A reportable offence is any on-field act that the AFL's match review panel deems worthy of a sanction. The system grades each incident by conduct, impact, and contact — then hands down a fine, a week, or sends the player to the tribunal to plead their case.
Regulation 16 lists the categories of conduct that can be reported: striking, kicking, tripping, wrestling, engaging in rough conduct, making forceful contact to the head, charging, and making unreasonable or unnecessary contact with an umpire — among others. The list is long, because the game produces a wide variety of incidents that require adjudication.
The Match Review Officer (MRO) reviews all reportable incidents after each round and classifies them using the Conduct × Impact × Contact matrix. Each category carries a grading — intentional, careless, or accidental for conduct; severe, high, medium, or low for impact; and high, body, or groin for contact.
The combination of gradings produces a financial sanction or a suspension. A player can accept the MRO's proposed penalty (usually with an early plea discount) or challenge it at the Tribunal.
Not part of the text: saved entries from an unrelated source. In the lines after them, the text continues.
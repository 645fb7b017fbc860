//! Terrain and building card kinds.
//!
//! Board cells carry a terrain kind that bounds employee capacity and legal
//! placements; players place building kinds that feed the buy/process/sell
//! production chains. Per-kind metadata is stored in a compile-time lookup
//! table indexed by the enum discriminant.

use serde::Deserialize;

/// The number of terrain kinds.
pub const CELL_KIND_COUNT: usize = 3;

/// The number of building kinds, including the empty placeholder.
pub const BUILDING_KIND_COUNT: usize = 5;

/// Employee capacity of a freshly generated board cell.
pub const DEFAULT_CELL_CAPACITY: u8 = 3;

/// Terrain kind of a board cell.
///
/// The `#[repr(u8)]` attribute enables use as an array index.
#[derive(Debug, Clone, Copy, PartialEq, Eq, Hash, Deserialize)]
#[serde(rename_all = "snake_case")]
#[repr(u8)]
pub enum CellKind {
    Farm = 0,
    Residential = 1,
    Industry = 2,
}

/// All terrain kinds in index order.
pub const ALL_CELL_KINDS: [CellKind; CELL_KIND_COUNT] =
    [CellKind::Farm, CellKind::Residential, CellKind::Industry];

impl CellKind {
    /// Returns the lowercase name used in settings and the protocol.
    pub const fn name(self) -> &'static str {
        match self {
            CellKind::Farm => "farm",
            CellKind::Residential => "residential",
            CellKind::Industry => "industry",
        }
    }

    /// Returns the single-character board-rendering abbreviation.
    pub const fn letter(self) -> char {
        match self {
            CellKind::Farm => 'F',
            CellKind::Residential => 'R',
            CellKind::Industry => 'I',
        }
    }

    /// Parses a terrain kind from its lowercase name.
    pub fn from_name(name: &str) -> Option<CellKind> {
        match name {
            "farm" => Some(CellKind::Farm),
            "residential" => Some(CellKind::Residential),
            "industry" => Some(CellKind::Industry),
            _ => None,
        }
    }
}

/// A terrain card occupying one active cell.
///
/// `max_employees` is the staffing capacity shared across all players on the
/// cell: the per-cell sum of every player's employees may never exceed it.
#[derive(Debug, Clone, Copy, PartialEq, Eq)]
pub struct BoardCard {
    pub kind: CellKind,
    pub max_employees: u8,
}

impl BoardCard {
    /// Creates a board card with the default staffing capacity.
    pub const fn new(kind: CellKind) -> Self {
        BoardCard { kind, max_employees: DEFAULT_CELL_CAPACITY }
    }
}

/// A building kind placeable by a player, or the empty placeholder.
#[derive(Debug, Clone, Copy, PartialEq, Eq, Hash)]
#[repr(u8)]
pub enum BuildingKind {
    None = 0,
    BuyMarket = 1,
    SellMarket = 2,
    Process = 3,
    Hq = 4,
}

/// All building kinds in index order.
pub const ALL_BUILDING_KINDS: [BuildingKind; BUILDING_KIND_COUNT] = [
    BuildingKind::None,
    BuildingKind::BuyMarket,
    BuildingKind::SellMarket,
    BuildingKind::Process,
    BuildingKind::Hq,
];

/// The kinds a player can actually place (everything but `None`).
pub const PLACEABLE_BUILDING_KINDS: [BuildingKind; 4] = [
    BuildingKind::BuyMarket,
    BuildingKind::SellMarket,
    BuildingKind::Process,
    BuildingKind::Hq,
];

impl BuildingKind {
    /// Returns the lowercase name used in settings and the protocol.
    pub const fn name(self) -> &'static str {
        BUILDING_INFO[self as usize].name
    }

    /// Returns the single-character board-rendering abbreviation.
    pub const fn letter(self) -> char {
        BUILDING_INFO[self as usize].letter
    }

    /// Returns how many distinct players may co-occupy one cell with this kind.
    pub const fn max_players(self) -> u8 {
        BUILDING_INFO[self as usize].max_players
    }

    /// Returns the terrain kinds this building may be placed on by default.
    /// Settings may override the allowance per game.
    pub const fn default_allowed(self) -> &'static [CellKind] {
        BUILDING_INFO[self as usize].allowed
    }

    /// Returns true for any placed building, false for the empty placeholder.
    pub const fn is_building(self) -> bool {
        !matches!(self, BuildingKind::None)
    }

    /// Parses a building kind from its lowercase name.
    pub fn from_name(name: &str) -> Option<BuildingKind> {
        ALL_BUILDING_KINDS.iter().copied().find(|k| k.name() == name)
    }
}

/// Static metadata for a building kind.
pub struct BuildingInfo {
    pub name: &'static str,
    pub letter: char,
    pub max_players: u8,
    pub allowed: &'static [CellKind],
}

/// Compile-time lookup table: index by `BuildingKind as usize`.
///
/// `max_players` for `None` is the player-count ceiling so the placeholder
/// never constrains placement on an empty cell.
pub static BUILDING_INFO: [BuildingInfo; BUILDING_KIND_COUNT] = [
    // 0: None - empty overlay slot
    BuildingInfo { name: "none", letter: '-', max_players: 4, allowed: &[] },
    // 1: BuyMarket - input-side market, farms only
    BuildingInfo { name: "buy_market", letter: 'B', max_players: 2, allowed: &[CellKind::Farm] },
    // 2: SellMarket - output-side market, residential only
    BuildingInfo { name: "sell_market", letter: 'S', max_players: 2, allowed: &[CellKind::Residential] },
    // 3: Process - converts inputs to outputs, industry only
    BuildingInfo { name: "process", letter: 'P', max_players: 1, allowed: &[CellKind::Industry] },
    // 4: Hq - headquarters, any terrain
    BuildingInfo {
        name: "hq",
        letter: 'H',
        max_players: 1,
        allowed: &[CellKind::Farm, CellKind::Residential, CellKind::Industry],
    },
];
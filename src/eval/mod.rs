//! Net-income evaluation.
//!
//! Scores one player's position. Buy markets, process buildings, and sell
//! markets feed three supply-chain sums; production is bottlenecked by the
//! weakest chain, and per-building/per-employee upkeep subtracts from the
//! spread earned on each unit. The function is pure and cheap: the search
//! calls it once per leaf node.

use std::fmt;

use crate::board::{Board, BuildingKind};

/// Itemized result of a net-income evaluation.
#[derive(Debug, Clone, Copy, PartialEq, Eq)]
pub struct NetBreakdown {
    pub sum_buy: i32,
    pub sum_process: i32,
    pub sum_sell: i32,
    pub total_buildings: i32,
    pub total_employees: i32,
    /// Units produced: the weakest of the three chains.
    pub units: i32,
    pub net: i32,
}

impl fmt::Display for NetBreakdown {
    fn fmt(&self, f: &mut fmt::Formatter<'_>) -> fmt::Result {
        write!(
            f,
            "buy {} | process {} | sell {} | units {} | buildings {} | employees {} | net {}",
            self.sum_buy,
            self.sum_process,
            self.sum_sell,
            self.units,
            self.total_buildings,
            self.total_employees,
            self.net
        )
    }
}

/// Computes `player`'s net income with the full itemization.
pub fn net_breakdown(player: usize, board: &Board) -> NetBreakdown {
    let mut sum_buy = 0;
    let mut sum_process = 0;
    let mut sum_sell = 0;
    let mut total_buildings = 0;
    let mut total_employees = 0;

    let buy_price = board.buy_price(player);
    let sell_price = board.sell_price(player);

    for index in 0..board.layout().size() {
        let building = board.building(player, index);
        let own_employees = i32::from(board.employees(player, index));
        total_employees += own_employees;
        if building.is_building() {
            total_buildings += 1;
        }

        match building {
            BuildingKind::BuyMarket => {
                // Aggregate buy price over every co-located buy market,
                // this player's included.
                let mut aggregate = 0;
                for p in 0..board.player_count() {
                    if board.building(p, index) == BuildingKind::BuyMarket {
                        aggregate += board.buy_price(p);
                    }
                }
                sum_buy += building.value(buy_price, aggregate) + own_employees;
            }
            BuildingKind::SellMarket => {
                let mut aggregate = 0;
                for p in 0..board.player_count() {
                    if board.building(p, index) == BuildingKind::SellMarket {
                        aggregate += board.sell_price(p);
                    }
                }
                sum_sell += building.value(sell_price, aggregate) + own_employees;
            }
            BuildingKind::Process => {
                // Own markets in the 4-connected neighbourhood; cells off
                // the grid are simply absent.
                let cell = board.layout().location(index);
                let mut buys = 0;
                let mut sells = 0;
                for neighbour in board.layout().neighbours(cell) {
                    match board.building_at(player, neighbour) {
                        Some(BuildingKind::BuyMarket) => buys += 1,
                        Some(BuildingKind::SellMarket) => sells += 1,
                        _ => {}
                    }
                }
                sum_process += building.value(buys, sells) + own_employees;
            }
            BuildingKind::Hq | BuildingKind::None => {}
        }
    }

    let units = sum_buy.min(sum_process).min(sum_sell);
    let economy = board.economy();
    let net = units * (sell_price - buy_price)
        - economy.building_cost * total_buildings
        - economy.employee_cost * total_employees;

    let breakdown = NetBreakdown {
        sum_buy,
        sum_process,
        sum_sell,
        total_buildings,
        total_employees,
        units,
        net,
    };
    log::debug!("player {player} net: {breakdown}");
    breakdown
}

/// Computes `player`'s net income.
pub fn net_income(player: usize, board: &Board) -> i32 {
    net_breakdown(player, board).net
}

impl Board {
    /// Net income for `player`; see [`net_breakdown`] for the itemization.
    pub fn player_net(&self, player: usize) -> i32 {
        net_income(player, self)
    }
}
The AFL Tribunal (Regulation 19) is the adjudicating body that hears contested charges. It comprises a chairman and a panel of three — typically former players — who consider evidence, video, and submissions from both sides. Decisions are made on the balance of probabilities, a lower standard than criminal "beyond reasonable doubt".
A player who challenges an MRO sanction and loses at the tribunal typically loses their early plea discount, meaning the penalty can increase if the challenge fails. That risk is why many players accept the MRO offer even when they believe the grading is harsh — the cost of losing at the tribunal is a longer ban.
Regulation 20 allows a Tribunal decision to be appealed to the AFL Appeals Board. Appeals are heard on a restricted set of grounds: an error of law, a decision that no reasonable tribunal could have reached, or a manifestly excessive or inadequate penalty. An appeal is not a re-hearing of the facts — the appeal board works from the tribunal's record.
The appeals process has historically resulted in few sanctions being overturned, but high-profile cases — Jeremy Cameron in 2021, Toby Greene in 2022 — have produced reversals and reduced suspensions when the original decision was deemed legally flawed.
Sanctions range from a financial penalty at the low end to lengthy suspensions at the severe end. A one-match ban for a careless head-high bump is common. A multi-week ban typically follows contact classified as "intentional" or "severe impact". Suspensions for striking an umpire are among the heaviest the code imposes (Regulation 18).
Fines, when incurred, can accumulate across a season. A player who has been sanctioned multiple times may face an escalated penalty on a subsequent offence even if the new incident is relatively minor. The system is designed to deter repeat offenders and discourage the "cheap shots" that fall just below a suspension threshold on their own.